Published this week, the report, titled “Processing the discourse over plant-based meat,” takes aim at how language around UPFs “is approaching a point of hysteria, has become worryingly detached from nutrition science and is at odds with health and sustainability goals.”
Jenny Chapman, food systems researcher and author of the report, told Plant Based News (PBN): “The UPF categorization simply tells us that, like so much of the food we eat – tofu, hummus, oat milk, wholemeal bread – plant-based meats are made in factories. It is unable to tell you if a food is healthy or not – that’s not what it was designed to do.”
Misleading term masks real impacts of food
In the midst of a climate crisis, animal agriculture industries are seeking new ways to market their products. The meat industry is still producing “alternative science” to make dubious claims about its environmental impacts. However, much of its focus has now switched to health messaging.
Its use of the “ultra-processed” label to discredit vegan foods is a potent example. Through misinformation and simplification, a dangerous stereotype has taken root, the report notes.
Chapman points out that the “ultra-processed” label does not accurately reflect how healthy a food type is. “Messages such as ‘avoid foods with more than five ingredients’ are unhelpful and misleading,” Chapman states. These types of confused “rules” are turning consumers away from more nutritious and environmentally friendly plant-based foods, she suggests.
Last year, a major international study found that plant-based meats are not associated with an increased risk of cancer, heart disease, and type 2 diabetes. Researchers found no link between “ultra-processed” vegan foods and these diseases, unlike “ultra-processed” meat products, which did have significant links to all three.

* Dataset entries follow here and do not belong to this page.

//! Line-oriented shell and entry point.
//!
//! This binary is the thin integration layer between the shelter library and
//! a terminal. It reads one command per line, maps it to an [`Event`], runs
//! the resulting actions and re-renders.
//!
//! # Architecture
//!
//! ```text
//! ┌─────────────────────────┐
//! │   Main Thread           │
//! │  ┌──────────────────┐   │
//! │  │  Shell           │   │  ← UI state, auth session, event handling
//! │  └──────────────────┘   │
//! │          │ JSON         │
//! │          ▼ (mpsc)       │
//! │  ┌──────────────────┐   │
//! │  │ ShelterWorker    │   │  ← Storage operations
//! │  │ (worker thread)  │   │
//! │  └──────────────────┘   │
//! └─────────────────────────┘
//! ```
//!
//! # Worker Communication
//!
//! Messages between the shell and the worker use JSON serialization:
//!
//! - Shell → Worker: [`WorkerMessage`] (`LoadListings`, `SetFavorite`, etc.)
//! - Worker → Shell: [`WorkerResponse`] (`ListingsLoaded`, `FavoriteSynced`, etc.)
//!
//! The worker handles messages one at a time, so responses arrive in the
//! order their requests were posted. After each command the shell waits for
//! every outstanding response before rendering.

use shelter::app::{EventTab, LoginForm, NewListingForm, SignUpForm};
use shelter::auth::{AuthSession, IdentityProvider};
use shelter::catalog::CategoryFilter;
use shelter::worker::{ShelterWorker, WorkerMessage, WorkerResponse};
use shelter::{handle_event, Action, AppState, Config, Event, ShelterError};
use std::collections::VecDeque;
use std::io::{self, BufRead, Write};
use std::sync::mpsc::{self, Receiver, Sender};
use std::thread::{self, JoinHandle};

/// Rows the renderer lays the list out for.
const SCREEN_ROWS: usize = 24;

const HELP: &str = "\
commands:
  j / k                  move selection down / up
  open | back            open the selected record / close it
  /text                  search (a lone / clears the query)
  c [all|dog|cat|other]  set or cycle the category filter
  animals | events | favorites
  upcoming | past        switch the events tab
  fav [id]               toggle favorite
  adopt [id]             request adoption
  register [id]          register for an event
  add name|age|category|description|photo,photo
  login <email> <password>
  signup <name> <email> <password> <confirm> [phone]
  logout | refresh | ok | help | q";

/// Spawns the storage worker thread.
///
/// The worker answers each JSON request with one JSON line; an undecodable
/// request gets an empty reply so the shell's pending count stays in step.
fn spawn_worker(mut worker: ShelterWorker) -> (Sender<String>, Receiver<String>, JoinHandle<()>) {
    let (request_tx, request_rx) = mpsc::channel::<String>();
    let (response_tx, response_rx) = mpsc::channel::<String>();

    let handle = thread::spawn(move || {
        let span = tracing::debug_span!("worker_thread");
        let _guard = span.entered();

        for payload in request_rx {
            let reply = worker.on_message(&payload).unwrap_or_default();
            if response_tx.send(reply).is_err() {
                break;
            }
        }
        tracing::debug!("worker thread exiting");
    });

    (request_tx, response_rx, handle)
}

struct Shell {
    app: AppState,
    session: AuthSession,
    provider: Box<dyn IdentityProvider>,
    to_worker: Sender<String>,
    from_worker: Receiver<String>,
    pending: usize,
    running: bool,
}

impl Shell {
    fn new(
        to_worker: Sender<String>,
        from_worker: Receiver<String>,
        provider: Box<dyn IdentityProvider>,
    ) -> Self {
        let session = AuthSession::init(provider.as_ref());
        Self {
            app: AppState::new(),
            session,
            provider,
            to_worker,
            from_worker,
            pending: 0,
            running: true,
        }
    }

    /// Runs one event to quiescence: its actions, the auth outcomes they
    /// produce, and every worker response they trigger.
    fn dispatch(&mut self, event: Event) {
        let mut queue = VecDeque::from([event]);

        loop {
            while let Some(event) = queue.pop_front() {
                self.handle(&event, &mut queue);
            }

            if self.pending == 0 {
                break;
            }
            match self.from_worker.recv() {
                Ok(payload) => {
                    self.pending -= 1;
                    if let Some(event) = Self::map_worker_payload(&payload) {
                        queue.push_back(event);
                    }
                }
                Err(e) => {
                    tracing::warn!(error = %e, "worker channel closed");
                    self.pending = 0;
                }
            }
        }
    }

    fn handle(&mut self, event: &Event, queue: &mut VecDeque<Event>) {
        let span = tracing::debug_span!("shell_event", event = ?std::mem::discriminant(event));
        let _guard = span.entered();

        match handle_event(&mut self.app, &self.session, event) {
            Ok((should_render, actions)) => {
                tracing::debug!(
                    action_count = actions.len(),
                    should_render = should_render,
                    "event handled successfully"
                );
                for action in &actions {
                    if let Some(next) = self.execute_action(action) {
                        queue.push_back(next);
                    }
                }
            }
            Err(e) => {
                tracing::debug!(error = %e, "error handling event");
            }
        }
    }

    fn map_worker_payload(payload: &str) -> Option<Event> {
        match serde_json::from_str::<WorkerResponse>(payload) {
            Ok(response) => {
                tracing::debug!(response = ?response, "worker response received");
                Some(Event::WorkerResponse(response))
            }
            Err(e) => {
                tracing::debug!(error = %e, "failed to deserialize worker response");
                None
            }
        }
    }

    fn post_worker_message(&mut self, message: &WorkerMessage) {
        match serde_json::to_string(message) {
            Ok(payload) => {
                tracing::debug!(payload_len = payload.len(), "posting message to worker");
                if self.to_worker.send(payload).is_ok() {
                    self.pending += 1;
                } else {
                    tracing::warn!("worker thread is gone, dropping message");
                }
            }
            Err(e) => {
                tracing::debug!(error = %e, "failed to serialize worker message");
            }
        }
    }

    /// Executes an action, returning the follow-up event for auth actions.
    #[tracing::instrument(level = "debug", skip(self))]
    fn execute_action(&mut self, action: &Action) -> Option<Event> {
        match action {
            Action::Close => {
                self.running = false;
                None
            }
            Action::PostToWorker(message) => {
                self.post_worker_message(message);
                None
            }
            Action::RedirectToLogin => {
                println!("Sign in to continue: login <email> <password>");
                None
            }
            Action::SignIn { email, password } => Some(auth_outcome(
                self.session
                    .sign_in(self.provider.as_mut(), email, password)
                    .cloned(),
            )),
            Action::SignUp(sign_up) => Some(auth_outcome(
                self.session
                    .sign_up(self.provider.as_mut(), sign_up.clone())
                    .cloned(),
            )),
            Action::SignOut => {
                if let Err(e) = self.session.sign_out(self.provider.as_mut()) {
                    tracing::warn!(error = %e, "provider sign-out failed");
                }
                Some(Event::SignedOut)
            }
        }
    }

    fn render(&self) -> io::Result<()> {
        let stdout = io::stdout();
        let mut out = stdout.lock();
        if let Some(who) = self.session.identity() {
            writeln!(out, "[{}] {}", who.initial(), who.display_name)?;
        }
        shelter::ui::render(&self.app, SCREEN_ROWS, &mut out)?;
        out.flush()
    }
}

fn auth_outcome(result: shelter::Result<shelter::domain::Identity>) -> Event {
    match result {
        Ok(identity) => Event::SignedIn(identity),
        Err(ShelterError::Auth(error)) => Event::AuthFailed(error),
        Err(e) => {
            tracing::warn!(error = %e, "auth provider failed");
            Event::DismissNotice
        }
    }
}

/// Parses one input line against the current state.
///
/// Commands that take an optional id default to the selected row.
fn parse_command(line: &str, app: &AppState) -> Result<Option<Event>, String> {
    let line = line.trim();
    if let Some(query) = line.strip_prefix('/') {
        return Ok(Some(Event::SetQuery(query.trim().to_string())));
    }

    let (command, rest) = line
        .split_once(char::is_whitespace)
        .map_or((line, ""), |(c, r)| (c, r.trim()));
    let target = |what: &str| -> Result<String, String> {
        if rest.is_empty() {
            app.selected_id()
                .map(ToString::to_string)
                .ok_or_else(|| format!("nothing selected to {what}"))
        } else {
            Ok(rest.to_string())
        }
    };

    let event = match command {
        "" | "help" | "?" => return Ok(None),
        "j" | "down" => Event::KeyDown,
        "k" | "up" => Event::KeyUp,
        "q" | "quit" => Event::CloseFocus,
        "open" => Event::OpenSelected,
        "back" => Event::CloseDetail,
        "c" | "category" if rest.is_empty() => Event::CycleCategory,
        "c" | "category" => Event::SetCategory(
            rest.parse::<CategoryFilter>()
                .map_err(|e| e.to_string())?,
        ),
        "animals" => Event::ShowAnimals,
        "events" => Event::ShowEvents,
        "favorites" => Event::ShowFavorites,
        "upcoming" => Event::SwitchEventTab(EventTab::Upcoming),
        "past" => Event::SwitchEventTab(EventTab::Past),
        "fav" => Event::ToggleFavorite {
            listing_id: target("favorite")?,
        },
        "adopt" => Event::RequestAdoption {
            listing_id: target("adopt")?,
        },
        "register" => Event::RegisterForEvent {
            event_id: target("register for")?,
        },
        "add" => Event::SubmitListing(parse_listing_form(rest)),
        "login" => {
            let mut words = rest.split_whitespace();
            Event::SubmitLogin(LoginForm {
                email: words.next().unwrap_or_default().to_string(),
                password: words.next().unwrap_or_default().to_string(),
            })
        }
        "signup" => {
            let mut words = rest.split_whitespace();
            let mut next = || words.next().unwrap_or_default().to_string();
            Event::SubmitSignUp(SignUpForm {
                name: next(),
                email: next(),
                password: next(),
                confirm_password: next(),
                phone: next(),
            })
        }
        "logout" => Event::SignOut,
        "refresh" => Event::Refresh,
        "ok" => Event::DismissNotice,
        other => return Err(format!("unknown command: {other} (try help)")),
    };

    Ok(Some(event))
}

/// `name|age|category|description|photo,photo`; missing parts stay empty so
/// validation can name them.
fn parse_listing_form(rest: &str) -> NewListingForm {
    let mut parts = rest.split('|').map(str::trim);
    let mut next = || parts.next().unwrap_or_default().to_string();

    NewListingForm {
        name: next(),
        age: next(),
        category: next(),
        description: next(),
        images: next()
            .split(',')
            .map(str::trim)
            .filter(|url| !url.is_empty())
            .map(String::from)
            .collect(),
    }
}

fn main() {
    let config = match Config::load() {
        Ok(config) => config,
        Err(e) => {
            eprintln!("shelter: {e}");
            std::process::exit(2);
        }
    };
    shelter::observability::init_tracing(&config);

    let span = tracing::debug_span!("shell_start");
    let guard = span.entered();

    let worker = match ShelterWorker::from_config(&config) {
        Ok(worker) => worker,
        Err(e) => {
            tracing::error!(error = %e, "failed to open storage");
            eprintln!("shelter: {e}");
            std::process::exit(1);
        }
    };
    let provider = match shelter::auth::provider_from_config(&config) {
        Ok(provider) => provider,
        Err(e) => {
            tracing::error!(error = %e, "failed to open accounts");
            eprintln!("shelter: {e}");
            std::process::exit(1);
        }
    };
    let (to_worker, from_worker, worker_thread) = spawn_worker(worker);
    let mut shell = Shell::new(to_worker, from_worker, provider);
    tracing::debug!(signed_in = shell.provider.current_identity().is_some(), "shell ready");
    drop(guard);

    shell.dispatch(Event::Mount);
    if let Err(e) = shell.render() {
        tracing::warn!(error = %e, "render failed");
    }

    let stdin = io::stdin();
    for line in stdin.lock().lines() {
        let line = match line {
            Ok(line) => line,
            Err(e) => {
                tracing::warn!(error = %e, "failed to read input");
                break;
            }
        };

        match parse_command(&line, &shell.app) {
            Ok(Some(event)) => shell.dispatch(event),
            Ok(None) => {
                println!("{HELP}");
                continue;
            }
            Err(message) => {
                println!("{message}");
                continue;
            }
        }

        if !shell.running {
            break;
        }
        if let Err(e) = shell.render() {
            tracing::warn!(error = %e, "render failed");
        }
    }

    // Closing the request channel ends the worker loop, which drops the
    // storage and flushes it.
    drop(shell);
    if worker_thread.join().is_err() {
        tracing::error!("worker thread panicked");
    }
}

“Despite significant limitations of the subjective definition of “ultra-processed food”, attempts have been made to conduct studies into health using it. This has, quite understandably, resulted in widespread confusion both within and outside the nutrition science community,” said Chapman.
Switch attention away from ultra processed
In the report, Chapman suggests a series of actions to clarify messaging around healthy and sustainable foods.

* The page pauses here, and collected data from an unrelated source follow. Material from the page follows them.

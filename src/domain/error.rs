//! Error types for the shelter catalog.
//!
//! This module defines the centralized error type [`ShelterError`] and a type alias
//! [`Result`] used throughout the crate. Errors fall into three user-facing classes:
//!
//! - [`ValidationError`]: a form is missing required fields, surfaced inline
//! - [`AuthError`]: the identity provider rejected the credentials
//! - [`ShelterError::Sync`]: a favorite or status write did not persist
//!
//! None of them are fatal. Screens recover by letting the user retry.

use crate::domain::listing::AdoptionStatus;
use serde::{Deserialize, Serialize};
use std::fmt;
use thiserror::Error;

/// The main error type for shelter operations.
///
/// Most variants carry a description string so they can cross the worker
/// boundary as plain text. I/O errors convert automatically via `#[from]`.
///
/// # Examples
///
/// ```
/// use shelter::domain::{ShelterError, ValidationError, FormField};
///
/// let err: ShelterError = ValidationError::Missing(FormField::Name).into();
/// assert_eq!(err.to_string(), "name is required");
/// ```
#[derive(Debug, Error)]
pub enum ShelterError {
    /// A form failed its presence checks.
    #[error(transparent)]
    Validation(#[from] ValidationError),

    /// The identity provider rejected a sign-in or sign-up attempt.
    #[error(transparent)]
    Auth(#[from] AuthError),

    /// A favorite or status write failed to persist.
    ///
    /// Callers revert any optimistic state they applied before the write.
    #[error("Sync error: {0}")]
    Sync(String),

    /// The requested listing, event or user does not exist.
    #[error("Not found: {0}")]
    NotFound(String),

    /// A listing status change outside `available → pending → adopted`.
    #[error("Invalid status transition: {from} -> {to}")]
    InvalidTransition {
        from: AdoptionStatus,
        to: AdoptionStatus,
    },

    /// Reading or writing the storage backend failed.
    #[error("Storage error: {0}")]
    Storage(String),

    /// Filesystem or I/O operation failed.
    #[error("IO error: {0}")]
    Io(#[from] std::io::Error),

    /// Configuration is invalid or missing.
    #[error("Configuration error: {0}")]
    Config(String),

    /// Communication with the background worker failed.
    #[error("Worker communication error: {0}")]
    Worker(String),
}

/// Form fields that can fail a presence check.
#[derive(Debug, Clone, Copy, PartialEq, Eq, Serialize, Deserialize)]
pub enum FormField {
    Name,
    Age,
    Category,
    Description,
    Images,
    Email,
    Password,
    PasswordConfirmation,
}

impl fmt::Display for FormField {
    fn fmt(&self, f: &mut fmt::Formatter<'_>) -> fmt::Result {
        let label = match self {
            Self::Name => "name",
            Self::Age => "age",
            Self::Category => "category",
            Self::Description => "description",
            Self::Images => "at least one photo",
            Self::Email => "email",
            Self::Password => "password",
            Self::PasswordConfirmation => "password confirmation",
        };
        f.write_str(label)
    }
}

/// Form validation failures.
///
/// Validation stops at the first failing field, so a form reports exactly one
/// of these at a time.
#[derive(Debug, Clone, PartialEq, Eq, Error, Serialize, Deserialize)]
pub enum ValidationError {
    #[error("{0} is required")]
    Missing(FormField),

    #[error("passwords do not match")]
    PasswordMismatch,

    #[error("age must be a whole number of months")]
    InvalidAge,

    #[error("at most {max} photos can be attached")]
    TooManyImages { max: usize },

    #[error("unknown category: {0}")]
    UnknownCategory(String),
}

/// Identity provider failures, mapped to user-facing messages.
#[derive(Debug, Clone, PartialEq, Eq, Error, Serialize, Deserialize)]
pub enum AuthError {
    #[error("incorrect email or password")]
    InvalidCredential,

    #[error("user not found")]
    UserNotFound,

    #[error("incorrect password")]
    WrongPassword,

    #[error("this email is already in use")]
    EmailInUse,

    #[error("invalid email")]
    InvalidEmail,

    #[error("the password is too weak")]
    WeakPassword,
}

/// A specialized `Result` type for shelter operations.
pub type Result<T> = std::result::Result<T, ShelterError>;
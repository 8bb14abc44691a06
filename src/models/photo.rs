use std::time::Duration;

use chrono::NaiveDateTime;
use serde::Serialize;
use uuid::Uuid;

use crate::entities::photo;

/// Who is calling, as resolved by the authentication layer.
#[derive(Debug, Clone, Copy, PartialEq, Eq)]
pub struct CallerContext {
    pub caller_id: Uuid,
    pub is_admin: bool,
}

/// How variant URLs are resolved when listing photos.
#[derive(Debug, Clone, Copy, PartialEq, Eq)]
pub enum UrlMode {
    /// Direct bucket URLs; assumes a public-read policy.
    Public,
    /// Time-limited signed URLs.
    Presigned(Duration),
}

#[derive(Debug, Clone, Serialize, utoipa::ToSchema)]
pub struct PhotoResponse {
    #[schema(value_type = String)]
    pub id: Uuid,
    #[schema(value_type = String)]
    pub spot_id: Uuid,
    pub is_main: bool,
    #[serde(skip_serializing_if = "Option::is_none")]
    pub url_original: Option<String>,
    #[serde(skip_serializing_if = "Option::is_none")]
    pub url_medium: Option<String>,
    #[serde(skip_serializing_if = "Option::is_none")]
    pub url_thumbnail: Option<String>,
    #[schema(value_type = String)]
    pub uploaded_by: Uuid,
    pub mime_type: String,
    pub file_size: i64,
    pub created_at: NaiveDateTime,
}

impl From<photo::Model> for PhotoResponse {
    fn from(model: photo::Model) -> Self {
        Self {
            id: model.id,
            spot_id: model.parent_id,
            is_main: model.is_main,
            url_original: None,
            url_medium: None,
            url_thumbnail: None,
            uploaded_by: model.uploader_id,
            mime_type: model.mime_type,
            file_size: model.file_size,
            created_at: model.created_at,
        }
    }
}
use std::env;
use std::time::Duration;
use thiserror::Error;

#[derive(Debug, Error)]
pub enum ConfigError {
    #[error("{0} must be set")]
    Missing(&'static str),

    #[error("{name} has an invalid value: {value}")]
    Invalid { name: &'static str, value: String },
}

#[derive(Debug, Clone)]
pub struct StorageConfig {
    pub aws_access_key_id: String,
    pub aws_secret_access_key: String,
    pub aws_region: String,
    /// Internal endpoint (MinIO or another S3 compatible service). `None` means AWS.
    pub s3_endpoint: Option<String>,
    pub s3_bucket_name: String,
    /// Host (and optional port) clients use to reach the bucket.
    pub public_endpoint: String,
    pub public_ssl: bool,
}

#[derive(Debug, Clone)]
pub struct Config {
    pub database_url: String,
    pub jwt_secret: String,
    pub bind_addr: String,
    pub storage: StorageConfig,
    /// Object key prefix for the parent entity, e.g. `spots` or `benches`.
    pub parent_type: String,
    pub pending_sweep_interval: Duration,
    pub pending_grace: Duration,
}

impl Config {
    pub fn from_env() -> Result<Self, ConfigError> {
        let database_url = required("DATABASE_URL")?;
        let jwt_secret = required("JWT_SECRET")?;

        let aws_region = optional("AWS_REGION").unwrap_or_else(|| "us-east-1".to_string());
        let s3_endpoint = optional("S3_ENDPOINT");
        let public_endpoint = match optional("S3_PUBLIC_ENDPOINT") {
            Some(endpoint) => endpoint,
            None => default_public_endpoint(s3_endpoint.as_deref(), &aws_region),
        };

        let storage = StorageConfig {
            aws_access_key_id: required("AWS_ACCESS_KEY_ID")?,
            aws_secret_access_key: required("AWS_SECRET_ACCESS_KEY")?,
            aws_region,
            s3_endpoint,
            s3_bucket_name: optional("S3_BUCKET_NAME").unwrap_or_else(|| "spot-photos".to_string()),
            public_endpoint,
            public_ssl: flag("S3_PUBLIC_SSL")?,
        };

        Ok(Self {
            database_url,
            jwt_secret,
            bind_addr: optional("BIND_ADDR").unwrap_or_else(|| "0.0.0.0:3000".to_string()),
            storage,
            parent_type: optional("PHOTO_PARENT_TYPE").unwrap_or_else(|| "spots".to_string()),
            pending_sweep_interval: non_zero(
                "PENDING_SWEEP_INTERVAL_SECS",
                seconds("PENDING_SWEEP_INTERVAL_SECS", 3600)?,
            )?,
            pending_grace: seconds("PENDING_GRACE_SECS", 3600)?,
        })
    }
}

fn required(name: &'static str) -> Result<String, ConfigError> {
    optional(name).ok_or(ConfigError::Missing(name))
}

fn optional(name: &str) -> Option<String> {
    env::var(name).ok().filter(|v| !v.trim().is_empty())
}

fn flag(name: &'static str) -> Result<bool, ConfigError> {
    match optional(name).as_deref() {
        None => Ok(false),
        Some("true") | Some("1") => Ok(true),
        Some("false") | Some("0") => Ok(false),
        Some(other) => Err(ConfigError::Invalid {
            name,
            value: other.to_string(),
        }),
    }
}

fn seconds(name: &'static str, default: u64) -> Result<Duration, ConfigError> {
    match optional(name) {
        None => Ok(Duration::from_secs(default)),
        Some(raw) => raw
            .parse::<u64>()
            .map(Duration::from_secs)
            .map_err(|_| ConfigError::Invalid { name, value: raw }),
    }
}

fn non_zero(name: &'static str, value: Duration) -> Result<Duration, ConfigError> {
    if value.is_zero() {
        return Err(ConfigError::Invalid {
            name,
            value: "0".to_string(),
        });
    }
    Ok(value)
}

/// Falls back to the internal endpoint's authority, or the AWS virtual host.
fn default_public_endpoint(s3_endpoint: Option<&str>, region: &str) -> String {
    match s3_endpoint.and_then(|e| url::Url::parse(e).ok()) {
        Some(url) => match (url.host_str(), url.port()) {
            (Some(host), Some(port)) => format!("{}:{}", host, port),
            (Some(host), None) => host.to_string(),
            _ => format!("s3.{}.amazonaws.com", region),
        },
        None => format!("s3.{}.amazonaws.com", region),
    }
}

These include training chefs in plant-based cooking, promoting plant-based meat in the media, and funding research to make vegan alternatives more affordable. Education aimed at schools could also help improve understanding of sustainable diets.
One challenge to overcome is the powerful interests of the meat and dairy industries. Last month, the Agriculture and Horticulture Development Board (AHDB) launched a new campaign aimed at promoting meat and dairy. Many of the ads promoted red meat, which is linked to a variety of health problems. Health bodies, including the UK’s National Health Service (NHS), recommend limiting red meat consumption.

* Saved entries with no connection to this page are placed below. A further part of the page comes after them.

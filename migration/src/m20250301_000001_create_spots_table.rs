use sea_orm_migration::prelude::*;

#[derive(DeriveMigrationName)]
pub struct Migration;

#[async_trait::async_trait]
impl MigrationTrait for Migration {
    async fn up(&self, manager: &SchemaManager) -> Result<(), DbErr> {
        manager
            .create_table(
                Table::create()
                    .table(Spots::Table)
                    .if_not_exists()
                    .col(
                        ColumnDef::new(Spots::Id)
                            .uuid()
                            .not_null()
                            .primary_key(),
                    )
                    .col(ColumnDef::new(Spots::OwnerId).uuid().not_null())
                    .col(ColumnDef::new(Spots::Name).string().not_null())
                    .col(ColumnDef::new(Spots::CreatedAt).timestamp().not_null())
                    .col(ColumnDef::new(Spots::UpdatedAt).timestamp().not_null())
                    .col(ColumnDef::new(Spots::DeletedAt).timestamp())
                    .to_owned(),
            )
            .await
    }

    async fn down(&self, manager: &SchemaManager) -> Result<(), DbErr> {
        manager
            .drop_table(Table::drop().table(Spots::Table).to_owned())
            .await
    }
}

#[derive(DeriveIden)]
enum Spots {
    Table,
    Id,
    OwnerId,
    Name,
    CreatedAt,
    UpdatedAt,
    DeletedAt,
}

Chapman stresses the need for clear, science-based communication. “To evaluate the role a food plays in our wider diet we have evidence-backed nutrition profile systems,” she told PBN. “The evidence from these is clear – plant-based meat is healthier than the processed meat products it intends to replace.”
The climate impact of meat and dairy
Evidence of the devastating impacts meat and dairy have on the planet are becoming ever harder to ignore. Animal agriculture contributes at least 16.5 percent of global greenhouse gas (GHG) emissions. It is also responsible for other major environmental and health concerns such as soil degradation, water pollution, and antibiotic resistance.
Last month, the European Scientific Advisory Board on Climate Change suggested moving funding away from animal agriculture towards “lower-emitting products and activities.” Similarly, in the US, more than 250 experts wrote to the Secretary of Agriculture urging the government to address high meat consumption in the country.
Experts including Dr Tedros Adhanom Ghebreyesus, Director-General of the World Health Organization, and much-loved British broadcaster Sir David Attenborough have joined the calls for a plant-based transition. Countries like Denmark and Germany have already made steps towards a plant-based future.